From David Enrich at the Wall St Journal:
LONDON—Former bank trader Tom Hayes was sentenced to 14 years in prison on Monday after a London jury convicted him of trying to fraudulently rig the London interbank offered rate, or Libor.
The unanimous jury verdict, followed about an hour later by the judge’s 14-year prison sentence, delivers one of the harshest penalties meted out against a banker since the financial crisis.
This sentence will hopefully establish precedent for other regulators to follow. If management condoned the actions, they are as guilty as the trader who perpetrated the crime. Let’s see what actions are taken against them.
Read more at Former Trader Tom Hayes Sentenced to 14 Years for Libor Rigging – WSJ.
How long can the Stock Markets rise in an declining economy, how long can Bonds pay zero and negative rates when debt and money are rising and how long can Gold (GLD) keep going lower when demand is exceeding annual production?
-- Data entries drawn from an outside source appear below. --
// Routes live input (hand landmarks or the mouse) into canvas calls.
//
// Gesture mode: each camera tick is classified and dispatched. Drawing keeps
// stroke continuity across frames; erasing stamps a small cross of dabs and
// breaks continuity every frame; idle (or no hand) ends any stroke; a clear
// request only fires after the hold gate lets it through.
//
// Pointer mode: press/move/release from the mouse drive one tool.

use std::time::Instant;

use crate::canvas::RasterCanvas;
use crate::gesture::{Gesture, GestureClassifier, HoldGate};
use crate::landmarks::LandmarkFrame;
use crate::types::NormPoint;

/// Offsets of the five-point erase dab around the two-finger midpoint.
pub const ERASE_DAB_OFFSETS: [(f32, f32); 5] = [(0.0, 0.0), (0.01, 0.0), (-0.01, 0.0), (0.0, 0.01), (0.0, -0.01)];

#[derive(Clone, Copy, Debug, PartialEq, Eq)]
pub enum PointerTool {
    Draw,
    Erase,
}

#[derive(Clone, Copy, Debug, PartialEq, Eq)]
pub enum Mode {
    Gesture,
    Pointer(PointerTool),
}

impl Mode {
    pub fn label(self) -> &'static str {
        match self {
            Mode::Gesture => "GESTURE",
            Mode::Pointer(PointerTool::Draw) => "MOUSE DRAW",
            Mode::Pointer(PointerTool::Erase) => "MOUSE ERASE",
        }
    }

    /// Name stored in the export history.
    pub fn history_name(self) -> &'static str {
        match self {
            Mode::Gesture => "gesture",
            Mode::Pointer(_) => "mouse",
        }
    }
}

/// What one camera tick did.
#[derive(Clone, Copy, Debug, PartialEq, Eq)]
pub struct FrameOutcome {
    pub gesture: Gesture,
    pub cleared: bool,
}

pub struct InputRouter {
    mode: Mode,
    classifier: GestureClassifier,
    clear_gate: HoldGate,
    pointer_down: bool,
}

impl InputRouter {
    pub fn new(mode: Mode) -> Self {
        Self {
            mode,
            classifier: GestureClassifier::new(),
            clear_gate: HoldGate::for_clear(),
            pointer_down: false,
        }
    }

    pub fn mode(&self) -> Mode {
        self.mode
    }

    /// Consecutive frames the clear pose has been held.
    pub fn clear_progress(&self) -> u32 {
        self.clear_gate.held_frames()
    }

    /// Switch input mode. Any in-flight stroke ends here.
    pub fn set_mode(&mut self, canvas: &mut RasterCanvas, mode: Mode) {
        canvas.reset_pointers();
        self.pointer_down = false;
        self.clear_gate.reset();
        self.classifier.reset_smoothing();
        if mode != self.mode {
            log::info!("Mode: {} -> {}", self.mode.label(), mode.label());
        }
        self.mode = mode;
    }

    /// Handle one camera tick. `None` hand is treated as idle. Returns `None`
    /// when not in gesture mode.
    pub fn on_frame(&mut self, canvas: &mut RasterCanvas, hand: Option<&LandmarkFrame>, now: Instant) -> Option<FrameOutcome> {
        if self.mode != Mode::Gesture {
            return None;
        }

        let Some(frame) = hand else {
            canvas.reset_pointers();
            self.clear_gate.reset();
            self.classifier.reset_smoothing();
            return Some(FrameOutcome { gesture: Gesture::Idle, cleared: false });
        };

        let gesture = self.classifier.classify(frame);
        let cursor = self.classifier.smoothed_tip(frame);
        canvas.set_cursor(cursor);
        log::trace!("gesture {gesture:?} at ({:.3}, {:.3})", cursor.x, cursor.y);

        let mut cleared = false;
        let clear_fired = self.clear_gate.observe(gesture == Gesture::ClearRequested, now);

        match gesture {
            Gesture::Erasing => {
                let center = frame.index_tip().midpoint(frame.middle_tip());
                for (dx, dy) in ERASE_DAB_OFFSETS {
                    canvas.erase(center.offset(dx, dy));
                }
                canvas.reset_pointers();
            }
            Gesture::Drawing => canvas.draw(frame.index_tip()),
            Gesture::Idle => canvas.reset_pointers(),
            Gesture::ClearRequested => {
                canvas.reset_pointers();
                if clear_fired {
                    log::info!("Clear gesture held, clearing canvas");
                    canvas.clear();
                    cleared = true;
                }
            }
        }

        Some(FrameOutcome { gesture, cleared })
    }

    /// Map widget-local pixels to normalized canvas space, clamped to [0, 1].
    fn normalize(canvas: &RasterCanvas, x: f32, y: f32) -> NormPoint {
        NormPoint::new(
            (x / canvas.width() as f32).clamp(0.0, 1.0),
            (y / canvas.height() as f32).clamp(0.0, 1.0),
        )
    }

    fn apply_tool(&self, canvas: &mut RasterCanvas, tool: PointerTool, x: f32, y: f32) {
        let p = Self::normalize(canvas, x, y);
        canvas.set_cursor(p);
        match tool {
            PointerTool::Draw => canvas.draw(p),
            PointerTool::Erase => canvas.erase(p),
        }
    }

    pub fn pointer_press(&mut self, canvas: &mut RasterCanvas, x: f32, y: f32) {
        let Mode::Pointer(tool) = self.mode else { return };
        canvas.reset_pointers();
        self.pointer_down = true;
        self.apply_tool(canvas, tool, x, y);
    }

    pub fn pointer_move(&mut self, canvas: &mut RasterCanvas, x: f32, y: f32) {
        let Mode::Pointer(tool) = self.mode else { return };
        if self.pointer_down {
            self.apply_tool(canvas, tool, x, y);
        } else {
            canvas.set_cursor(Self::normalize(canvas, x, y));
        }
    }

    pub fn pointer_release(&mut self, canvas: &mut RasterCanvas) {
        if self.pointer_down {
            self.pointer_down = false;
            canvas.reset_pointers();
        }
    }
}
Answer: For as long as governments and banks can rig the markets.
There needs to be more people sentenced to prison than just fines as has been handed out in the past.
Sacrificial Lamb ?
More traders will appear in court in September, but it will be interesting to see if any senior management are charged. Jail time for one senior exec would serve as a greater deterrent than several billion dollars in fines.